Friday, May 11, 2007

Week 2

Week 1 was a moderate success, food-wise - and perfect, company-wise (thanks, Kurt, Carla, Ben and Hinke). More that later. Now for week 2.

Next: Tuesday or Wednesday, May15 or 16

Menu: Wine - TBA
Homemade fettuccine with tomato fenugreek cream sauce and oyster mushrooms.
Fresh vegetables with olive oil basil dip.
Goat's cheese souffle with strawberry-basil puree
Espresso
*all item menus subject to change without notice

Seats available: 4

All Hobbits, of course, can cook...

"All hobbits, of course, can cook, for they begin to learn the art before their letters (which many never reach); Sam was a good cook, even by hobbit reckoning, and he had done a good deal of the camp-cooking on their travels, when there was a chance. He still hopefully carrried some of his gear in his pack: a small tinder-box, two small shallow pans, the smaller fitting into the larger; inside them a wooden spoon, a short two-pronged fork and some skewers were stowed; and hidden at the bottom of the pack in a flat wooden box a dwindling treasure, some salt" ("Of Herbs and Stewed Rabbit", Book IV, The Lord of the Rings).

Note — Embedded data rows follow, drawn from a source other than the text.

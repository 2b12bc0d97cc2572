//! Client of the assignment REST API.

mod client;

pub use client::{ApiClient, ListQuery};
pub use genwatch_shared::dto::{
    AppGenerationRequest, AppGenerationResponse, Assignment, AssignmentType, ChatMessage,
    CodeGenerationRequest, CodeGenerationResponse, CodeLanguage, GenerateRequest,
    GenerationStatus, ImprovedMessage, Technology, TechnologyRole,
};
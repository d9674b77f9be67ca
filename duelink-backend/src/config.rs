use crate::error::BackendError;

/// The only process-level configuration the system has. Everything else is
/// plain config structs with defaults.
#[derive(Debug, Clone)]
pub struct BackendConfig {
    pub directory_url: String,
    pub api_key: String,
    pub recognizer_url: String,
}

impl BackendConfig {
    pub fn from_env() -> Result<Self, BackendError> {
        Ok(Self {
            directory_url: require("DUELINK_DIRECTORY_URL")?,
            api_key: require("DUELINK_API_KEY")?,
            recognizer_url: require("DUELINK_RECOGNIZER_URL")?,
        })
    }
}

fn require(name: &'static str) -> Result<String, BackendError> {
    std::env::var(name).map_err(|_| BackendError::MissingConfig(name))
}
use async_trait::async_trait;
use duelink_core::SignalEvent;

/// The seam between the session and whatever pub/sub relay hosts the room
/// topic. Implementations deliver each broadcast to every *other* current
/// member, at most once, with no cross-sender ordering guarantee.
///
/// `send` is fire-and-forget: a dead transport is logged by the
/// implementation and never surfaced to the caller. There are no delivery
/// acknowledgments, which is why game commands also travel the direct data
/// channel when it is open.
#[async_trait]
pub trait RoomChannel: Send + Sync {
    /// Broadcast an event to the other room members.
    async fn send(&self, event: SignalEvent);

    /// Unsubscribe from the topic. Idempotent.
    async fn leave(&self);
}
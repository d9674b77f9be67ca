use crate::directory::RoomDirectory;
use duelink_core::RoomRow;
use std::sync::Arc;
use std::time::Duration;
use tokio::sync::watch;
use tokio::time::interval;
use tracing::warn;

/// Poll-based room list subscription: re-lists on `period` and publishes
/// only when the listing actually changed. Stops when every receiver is
/// gone. Failed polls keep the previous listing.
pub fn watch_rooms(
    directory: Arc<dyn RoomDirectory>,
    period: Duration,
) -> watch::Receiver<Vec<RoomRow>> {
    let (tx, rx) = watch::channel(Vec::new());

    tokio::spawn(async move {
        let mut ticker = interval(period);
        loop {
            ticker.tick().await;
            if tx.is_closed() {
                break;
            }
            match directory.list_rooms().await {
                Ok(rooms) => {
                    let changed = *tx.borrow() != rooms;
                    if changed && tx.send(rooms).is_err() {
                        break;
                    }
                }
                Err(e) => warn!("room listing poll failed: {e}"),
            }
        }
    });

    rx
}
use crate::server::{Frame, RoomRegistry};
use axum::extract::ws::{Message, WebSocket};
use axum::extract::{Path, State, WebSocketUpgrade};
use axum::response::IntoResponse;
use futures::{SinkExt, StreamExt};
use tokio::sync::broadcast;
use tracing::{info, warn};

pub async fn ws_handler(
    ws: WebSocketUpgrade,
    Path(room_id): Path<String>,
    State(registry): State<RoomRegistry>,
) -> impl IntoResponse {
    ws.on_upgrade(move |socket| handle_socket(socket, room_id, registry))
}

async fn handle_socket(socket: WebSocket, room_id: String, registry: RoomRegistry) {
    let member = registry.next_member();
    info!("member {member} joined room '{room_id}'");

    let (mut sender, mut receiver) = socket.split();
    let topic = registry.topic(&room_id);
    let mut topic_rx = topic.subscribe();

    let send_room_id = room_id.clone();
    let mut send_task = tokio::spawn(async move {
        loop {
            match topic_rx.recv().await {
                Ok(frame) if frame.sender != member => {
                    if sender.send(Message::Text(frame.text.into())).await.is_err() {
                        break;
                    }
                }
                Ok(_) => {} // own broadcast, not echoed back
                Err(broadcast::error::RecvError::Lagged(n)) => {
                    warn!("member {member} in '{send_room_id}' lagged, dropped {n} frames");
                }
                Err(broadcast::error::RecvError::Closed) => break,
            }
        }
    });

    let mut recv_task = tokio::spawn(async move {
        while let Some(Ok(msg)) = receiver.next().await {
            match msg {
                Message::Text(text) => {
                    // Opaque fan-out; frames are never interpreted here.
                    let _ = topic.send(Frame {
                        sender: member,
                        text: text.to_string(),
                    });
                }
                Message::Close(_) => break,
                _ => {}
            }
        }
    });

    tokio::select! {
        _ = (&mut send_task) => recv_task.abort(),
        _ = (&mut recv_task) => send_task.abort(),
    };

    registry.prune(&room_id);
    info!("member {member} left room '{room_id}'");
}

Frodo’s and Sam’s journey to Mordor is made all the more believable and poignant by the intense humanness Tolkein creates for them. Sam’s steadfastness, stout heart and hope flag at times but rush to the surface at the slightest break in their dire circumstances. One such moment involves a high, clear star seen out of the smoke and stench of Mordor itself, another is a rabbit stew in a forest. Frodo, Sam and Gollum have finally left the Black gate behind and suddenly enter Ithilien, once the garden ante chamber to Minas Tirith: "As they walked, brushing their way through bush and herb, sweet odours rose about them. Gollum coughed and retched; but the hobbis breathed deep, and suddenly Sam laughed, for heart’s ease not for jest."

There he cooks a stew and feeds it to Frodo. So this is what struck my mind as I tried to think of a name for this new blog about a weekly meal that got underway this Tuesday. Actually mushrooms came first, mushrooms and then Hobbits and finally this scene. Because food is a beautiful thing, but more so the company in which it is enjoyed. And who can actually separate all the components that make food worth relishing. A piece of flat bread, for example, hot and fresh to be sure, but eaten in crisp mountain air under vast towers of snow and rock, or in a smoky hole of a restaurant with a flushed face and friends around drinking hot tea.